- 1The Second Hospital of Shandong University, Cheeloo College of Medicine of Shandong University, Shandong University, Jinan, China
- 2Department of Neurology Medicine, The Second Hospital of Shandong University, Cheeloo College of Medicine of Shandong University, Shandong University, Jinan, China
We report on a previously non-HIV-diagnosed, 47-year-old male diagnosed with diabetes mellitus (DM) and cryptococcal meningoencephalitis, who was referred to our institution for antifungal treatment. During the course of treatment, due to the development of refractory intracranial hypertension, Ommaya reservoirs were employed for cranial pressure reduction. The patient gradually recovered during subsequent antifungal therapy; however, symptoms worsened in the third month of treatment, leading to consideration of post-infectious inflammatory response syndrome (PIIRS) on examination. Once diagnosed, the symptoms improved significantly after approximately 130 days of treatment with additional corticosteroids.
Introduction
In adults, fungal meningitis is predominantly characterized by cryptococcal meningitis across much of the world (1, 2), which is associated with high morbidity and mortality.
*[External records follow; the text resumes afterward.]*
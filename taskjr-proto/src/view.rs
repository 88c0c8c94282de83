//! Client-side view selectors: the status filter and the active view.

use std::fmt;
use std::str::FromStr;

use serde::{Deserialize, Serialize};
use thiserror::Error;

use crate::task::TaskStatus;

/// Error returned when a selector string is not recognised.
#[derive(Debug, Error, PartialEq, Eq)]
pub enum SelectorError {
    /// Not one of `all`, `todo`, `in_progress`, `done`.
    #[error("unknown filter: {0} (expected all, todo, in_progress or done)")]
    UnknownFilter(String),
    /// Not one of `list`, `kanban`, `timeline`.
    #[error("unknown view: {0} (expected list, kanban or timeline)")]
    UnknownView(String),
}

/// Status filter applied to every projection.
#[derive(Debug, Clone, Copy, Default, PartialEq, Eq, Hash, Serialize, Deserialize)]
#[serde(rename_all = "snake_case")]
pub enum StatusFilter {
    /// No status restriction.
    #[default]
    All,
    /// Only `todo` tasks.
    Todo,
    /// Only `in_progress` tasks.
    InProgress,
    /// Only `done` tasks.
    Done,
}

impl StatusFilter {
    /// Returns `true` if a task with `status` passes this filter.
    #[must_use]
    pub fn admits(self, status: TaskStatus) -> bool {
        match self {
            Self::All => true,
            Self::Todo => status == TaskStatus::Todo,
            Self::InProgress => status == TaskStatus::InProgress,
            Self::Done => status == TaskStatus::Done,
        }
    }

    /// Wire / CLI value.
    #[must_use]
    pub const fn as_str(self) -> &'static str {
        match self {
            Self::All => "all",
            Self::Todo => "todo",
            Self::InProgress => "in_progress",
            Self::Done => "done",
        }
    }
}

impl From<TaskStatus> for StatusFilter {
    fn from(status: TaskStatus) -> Self {
        match status {
            TaskStatus::Todo => Self::Todo,
            TaskStatus::InProgress => Self::InProgress,
            TaskStatus::Done => Self::Done,
        }
    }
}

impl fmt::Display for StatusFilter {
    fn fmt(&self, f: &mut fmt::Formatter<'_>) -> fmt::Result {
        f.write_str(self.as_str())
    }
}

impl FromStr for StatusFilter {
    type Err = SelectorError;

    fn from_str(s: &str) -> Result<Self, Self::Err> {
        match s {
            "all" => Ok(Self::All),
            "todo" => Ok(Self::Todo),
            "in_progress" => Ok(Self::InProgress),
            "done" => Ok(Self::Done),
            other => Err(SelectorError::UnknownFilter(other.to_string())),
        }
    }
}

/// Which projection of the task collection is shown.
#[derive(Debug, Clone, Copy, Default, PartialEq, Eq, Hash, Serialize, Deserialize)]
#[serde(rename_all = "snake_case")]
pub enum ViewMode {
    /// Flat list in store order.
    #[default]
    List,
    /// Three status columns.
    Kanban,
    /// Grouped by due date.
    Timeline,
}

impl ViewMode {
    /// Wire / CLI value.
    #[must_use]
    pub const fn as_str(self) -> &'static str {
        match self {
            Self::List => "list",
            Self::Kanban => "kanban",
            Self::Timeline => "timeline",
        }
    }
}

impl fmt::Display for ViewMode {
    fn fmt(&self, f: &mut fmt::Formatter<'_>) -> fmt::Result {
        f.write_str(self.as_str())
    }
}

impl FromStr for ViewMode {
    type Err = SelectorError;

    fn from_str(s: &str) -> Result<Self, Self::Err> {
        match s {
            "list" => Ok(Self::List),
            "kanban" => Ok(Self::Kanban),
            "timeline" => Ok(Self::Timeline),
            other => Err(SelectorError::UnknownView(other.to_string())),
        }
    }
}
On an international scale, it is generally categorized into HIV-diagnosed and non-HIV-diagnosed CM (cryptococcal meningoencephalitis) patients according to treatment regimen. In people living with HIV, when patients are put on antiretroviral therapy, the excessive immune response observed during treatment is termed immune reconstitution inflammatory syndrome (IRIS) (3); for non-HIV-diagnosed patients, a decline in neurological status following the commencement of antifungal therapy is attributed not to the therapy’s failure but to an enhanced immune response, a condition termed PIIRS (2, 4).
Type II diabetes is a metabolic disorder characterized by chronic hyperglycemia. China harbors the largest population of Type II diabetic patients globally, with approximately 11.6% diagnosed with diabetes and 50.1% with prediabetes (5, 6). Inadequate glycemic management in individuals with diabetes may increase their vulnerability to various diseases. Notably, prior studies have demonstrated a higher incidence of diabetes mellitus in patients diagnosed with cryptococcal disease. Furthermore, the presence of diabetes mellitus has been linked to an elevated mortality rate in this patient population (7).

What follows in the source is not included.